Baroni Urbani & De Andrade (2007) - A member of the Strumigenys elongata-group. Resembling Strumigenys spathula but differing from it by the apicoscrobal hairs short and spatulate instead of long and flagellate, by the humeral hairs long and thicker in their distal half, instead of long and filiform and by the spatulate standing hairs on the gaster, longer and thinner.
S. nageli is very similar to spathula from Venezuela, Trinidad and Central America but the characters listed in the diagnosis permit easy separation of the two species.
Distribution based on Regional Taxon Lists
Distribution based on AntMaps
Distribution based on AntWeb specimens
Check data from AntWeb
The following information is derived from Barry Bolton's New General Catalogue, a catalogue of the world's ants.
- nageli. Strumigenys nageli Baroni Urbani & De Andrade, 2007: 162, fig. 56 (w.) ECUADOR.
Unless otherwise noted the text for the remainder of this section is reported from the publication that includes the original description.
TL 2.44-2.58; HL 0.63-0.66; HW 0.49-0.50; SL 0.45; ML 0.38-0.40; EL 0.05-0.06; WL 0.60-0.65; CI 75.7-77.7; SI 90.0-91.8; MI 60.3-60.6.
Head sides converging anteriorly, with round vertexal corners. Frontal lobes weakly expanded and convex. Antennal fossae ventrally with a narrow carina visible in full-face view, straight, not covering the lower margin of the scrobes and ending close to the eyes. Eyes small, with 4 ommatidia in the longest row, placed over the ventral margin of the antennal scrobes, and visible in dorsal view. With head in profile the scrobe distinct, with marked upper margin only. Clypeus triangular. Lateral clypeal margin gently converging anteriorly to a straight or gently concave margin. Scapes subcylindrical, about 2/3 of the head length and largely surpassing the eyes posteriorly. Antennae with six joints. Apical funicular joint much longer than the rest of the funiculus. Mandibles elongate. Apical fork of the mandible with two spiniform teeth and without intercalary denticles.
Mesosoma in profile weakly convex anteriorly and sloping posteriorly to the convex basal face of the propodeum. Propodeal teeth pointed. Declivous face of the propodeum with a very faint margm.
Petiole with a long neck, the node high and convex dorsally. Ventral surface of the petiole with a narrow lamina on the anterior third. Petiolar node with posterior margin surrounded by spongiform process. Postpetiole convex in profile. Anterior and posterior margins of the postpetiole surrounded by spongiform processes, the process narrow on the anterior margin. Ventral surface of the postpetiole with dense spongiform process.

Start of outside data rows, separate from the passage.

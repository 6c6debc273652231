//! ClimaGuard Anomaly Detection Example
//!
//! Simulates two days of indoor climate readings, fits the offline
//! artifacts (scaler, statistics, threshold) from the first day, then scores
//! a few incoming readings against the stored history:
//! - an ordinary reading that follows the daily cycle
//! - a heat spike (radiator stuck on)
//! - a humid cold snap (window left open in the rain)
//!
//! Run with `RUST_LOG=debug` to see each pipeline step.

use std::sync::Arc;

use chrono::{Duration, TimeZone, Utc};
use climaguard_connectors::{MemoryStore, ReadingSink};
use climaguard_core::{DatasetAnalysis, FeatureScaler, Reading, ScalerParams, SequenceAssembler, Timestamp};
use climaguard_ml::{
    percentile_threshold, AnomalyDetector, DetectorConfig, ModelArtifacts, ModelHandle, MovingAverageModel,
    ReconstructionScorer,
};
use rand::rngs::StdRng;
use rand::{Rng, SeedableRng};

const WINDOW_LENGTH: usize = 48;

/// Indoor climate with a daily cycle and sensor noise
struct ClimateSimulator {
    rng: StdRng,
    time: Timestamp,
}

impl ClimateSimulator {
    fn new(start: Timestamp) -> Self {
        Self {
            rng: StdRng::seed_from_u64(7),
            time: start,
        }
    }

    fn next(&mut self) -> Reading {
        let hours = (self.time.timestamp() % 86_400) as f64 / 3600.0;
        let cycle = (hours / 24.0 * std::f64::consts::TAU).sin();

        let temperature = 21.5 + 2.0 * cycle + self.rng.gen_range(-0.2..0.2);
        let humidity = 48.0 - 4.0 * cycle + self.rng.gen_range(-0.8..0.8);
        let reading = Reading::new(temperature, humidity, self.time);

        // Irregular reporting, 4 to 6 minutes apart
        self.time = self.time + Duration::seconds(self.rng.gen_range(240..=360));
        reading
    }
}

#[tokio::main]
async fn main() -> Result<(), Box<dyn std::error::Error>> {
    env_logger::Builder::from_env(env_logger::Env::default().default_filter_or("info")).init();

    let start = Utc.timestamp_opt(1_700_000_000, 0).single().ok_or("invalid start time")?;
    let mut simulator = ClimateSimulator::new(start);

    // Day one: the "training" data the artifacts are fit on
    let training: Vec<Reading> = (0..288).map(|_| simulator.next()).collect();
    let params = ScalerParams::fit(&training)?;
    let analysis = DatasetAnalysis::run(&training)?;
    println!(
        "Fitted on {} readings ({} outliers removed): temperature {:.1}±{:.1}, humidity {:.1}±{:.1}",
        analysis.total,
        analysis.outliers_removed,
        analysis.stats.temperature.mean,
        analysis.stats.temperature.std,
        analysis.stats.humidity.mean,
        analysis.stats.humidity.std,
    );

    // Threshold: 95th percentile of reconstruction errors over day one
    let scaler = FeatureScaler::new(params);
    let assembler = SequenceAssembler::new(WINDOW_LENGTH)?;
    let model = ModelHandle::new(MovingAverageModel::new(3));
    let calibration = ReconstructionScorer::new(model.clone(), 1.0)?;
    let mut errors = Vec::new();
    for end in WINDOW_LENGTH..training.len() {
        let assembled = assembler.assemble(&scaler, &training[end], &training[end - WINDOW_LENGTH + 1..end])?;
        errors.push(calibration.evaluate_blocking(&assembled.window)?.error);
    }
    let threshold = percentile_threshold(&errors, 95.0).ok_or("no calibration windows")?;
    println!("Calibrated threshold: {threshold:.6}");

    // Day two goes into the store as live history
    let store = Arc::new(MemoryStore::with_readings(training));
    for _ in 0..144 {
        store.insert(simulator.next()).await?;
    }

    let config = DetectorConfig::new().window_length(WINDOW_LENGTH).store_timeout_ms(1_000);
    let artifacts = ModelArtifacts::new(scaler, threshold, Some(analysis.stats));
    let detector = AnomalyDetector::new(store.clone(), model, artifacts, config)?;

    let ordinary = simulator.next();
    let mut spike = simulator.next();
    spike.temperature += 9.0;
    let mut cold_snap = simulator.next();
    cold_snap.temperature -= 3.0;
    cold_snap.humidity += 30.0;

    for (label, reading) in [("ordinary", ordinary), ("heat spike", spike), ("cold snap", cold_snap)] {
        let result = detector.detect(&reading).await?;
        print!(
            "{label:>10}: {:5.1}°C {:5.1}% error={:.6} ",
            reading.temperature, reading.humidity, result.reconstruction_error
        );
        match &result.diagnosis {
            Some(diagnosis) => println!(
                "ANOMALY {} (confidence {:.2}, {:.1}x threshold)",
                diagnosis.classification.anomaly_type,
                diagnosis.classification.confidence,
                diagnosis.error_analysis.error_ratio
            ),
            None => println!("normal"),
        }
        store.insert(reading).await?;
    }

    println!("\nLatest five, newest first:");
    for response in detector.detect_recent(None).await? {
        println!("  {}", serde_json::to_string(&response)?);
    }

    let day_two = detector
        .analyze_interval(start + Duration::hours(24), start + Duration::hours(48))
        .await?;
    println!("\nDay two statistical summary: {}", serde_json::to_string(&day_two.counts)?);

    Ok(())
}
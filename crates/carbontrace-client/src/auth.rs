//! Auth repository over the emissions service
//!
//! Sign-up and sign-in POST the credentials as JSON. On success the returned
//! identity is persisted to the session store before the terminal emission,
//! so a caller reacting to `Success` can already rely on
//! `is_authenticated()`. On any failure the store is left untouched.

use std::sync::Arc;

use futures::{StreamExt, stream};
use reqwest::Client;
use serde::Serialize;
use tracing::{error, instrument};

use carbontrace_core::{
    repository::AuthRepository,
    result::{ResultState, ResultStream},
    session_store::SessionStore,
    types::{AuthResponse, SignInRequest, SignUpRequest},
};

use crate::{
    Result,
    client::{ServiceConfig, create_client, decode_response},
    endpoints,
};

/// HTTP-backed auth repository
pub struct HttpAuthRepository {
    config: ServiceConfig,
    client: Client,
    store: Arc<dyn SessionStore>,
}

impl HttpAuthRepository {
    /// Create a new auth repository
    pub fn new(config: ServiceConfig, store: Arc<dyn SessionStore>) -> Result<Self> {
        let client = create_client(&config.client_config)?;
        Ok(Self {
            config,
            client,
            store,
        })
    }

    /// Drop the persisted session. Purely local; no request is issued.
    pub async fn sign_out(&self) -> Result<()> {
        self.store.clear().await?;
        Ok(())
    }

    #[instrument(skip(self, credentials))]
    async fn authenticate<B>(&self, endpoint: &'static str, credentials: &B) -> Result<AuthResponse>
    where
        B: Serialize + Sync,
    {
        let response = self
            .client
            .post(format!("{}{}", self.config.base_url, endpoint))
            .header("Content-Type", "application/json")
            .json(credentials)
            .send()
            .await?;

        let auth: AuthResponse = decode_response(response).await?;

        // The identity must be durable before the caller can observe Success.
        self.store.set_user_id(auth.user_id).await?;

        Ok(auth)
    }

    fn auth_stream<B>(&self, endpoint: &'static str, credentials: B) -> ResultStream<'_, AuthResponse>
    where
        B: Serialize + Send + Sync + 'static,
    {
        Box::pin(
            stream::iter([ResultState::Loading]).chain(stream::once(async move {
                match self.authenticate(endpoint, &credentials).await {
                    Ok(auth) => ResultState::Success(auth),
                    Err(e) => {
                        error!(endpoint, error = %e, "authentication request failed");
                        ResultState::Error(e.message())
                    }
                }
            })),
        )
    }
}

impl AuthRepository for HttpAuthRepository {
    fn sign_up(&self, request: SignUpRequest) -> ResultStream<'_, AuthResponse> {
        self.auth_stream(endpoints::SIGN_UP, request)
    }

    fn sign_in(&self, request: SignInRequest) -> ResultStream<'_, AuthResponse> {
        self.auth_stream(endpoints::SIGN_IN, request)
    }
}
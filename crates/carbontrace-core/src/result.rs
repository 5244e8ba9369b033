//! Three-state result protocol for remote-backed operations
//!
//! Every repository call yields `Loading` first, then exactly one terminal
//! state, then nothing further for that invocation. Streams are cold: each
//! call builds a fresh invocation and nothing is cached or replayed to later
//! subscribers.

use futures::stream::BoxStream;

/// Type alias for repository result streams
pub type ResultStream<'a, T> = BoxStream<'a, ResultState<T>>;

/// Outcome of a single repository invocation at a point in time.
///
/// `Error` carries a human-readable diagnostic, not a typed error code;
/// presentation layers display it verbatim and must re-invoke the operation
/// to retry.
#[derive(Debug, Clone, PartialEq, Eq)]
pub enum ResultState<T> {
    /// The operation has started and no terminal outcome exists yet.
    Loading,

    /// Terminal: the operation completed and produced a payload.
    Success(T),

    /// Terminal: the operation failed with a displayable message.
    Error(String),
}

impl<T> ResultState<T> {
    /// True while no terminal state has been reached.
    pub fn is_loading(&self) -> bool {
        matches!(self, Self::Loading)
    }

    /// True for the successful terminal state.
    pub fn is_success(&self) -> bool {
        matches!(self, Self::Success(_))
    }

    /// True for the failed terminal state.
    pub fn is_error(&self) -> bool {
        matches!(self, Self::Error(_))
    }

    /// Consume the state, returning the success payload if present.
    pub fn into_success(self) -> Option<T> {
        match self {
            Self::Success(payload) => Some(payload),
            _ => None,
        }
    }

    /// The error message, if this is the failed terminal state.
    pub fn error_message(&self) -> Option<&str> {
        match self {
            Self::Error(message) => Some(message),
            _ => None,
        }
    }
}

Gaster oval and with thin, short costulae. Base of the first gastral tergite and sternite with spongiform pad irregular on the sternite.
Sculpture. Head, mesosoma, petiole and postpetiole reticulate-punctuate, this sculpture less marked on the postpetiole. Centre of the lower mesopleurae smooth. Gaster smooth.
Pilosity. Head, mesosoma, petiole and postpetiole with subdecumbent or decumbent, spatulate hairs, very sparse on the mesosoma and rare on the pedicel. Apicoscrobal hair spatulate. Cephalic dorsum with one pair of standing spatulate hairs close to the occipital margin. Humeral hairs long, increasing in width from mid-length to near the apex and apically gently pointed or truncate. Mesonotal dorsum with 1 pair of erect hairs similar to the humeral ones but shorter. Petiole, postpetiole and gaster with erect, long, spatulate hairs very sparse on the pedicel.
Colour. Brown with slightly darker gaster.
Holotype worker from Ecuador labelled: Esmeralda, Rioverde, Via San Lorenzo, Km 67, leaf-litter, 22.VIII.2004, C. Baroni Urbani & M. L. de Andrade (Museo de Zoología, Escuela de Biología). Paratypes: 4 workers, same data as the holotype (PUCE, Museo Civico di Storia Naturale, Genoa).
This species is named after Prof Dr Peter Nagel.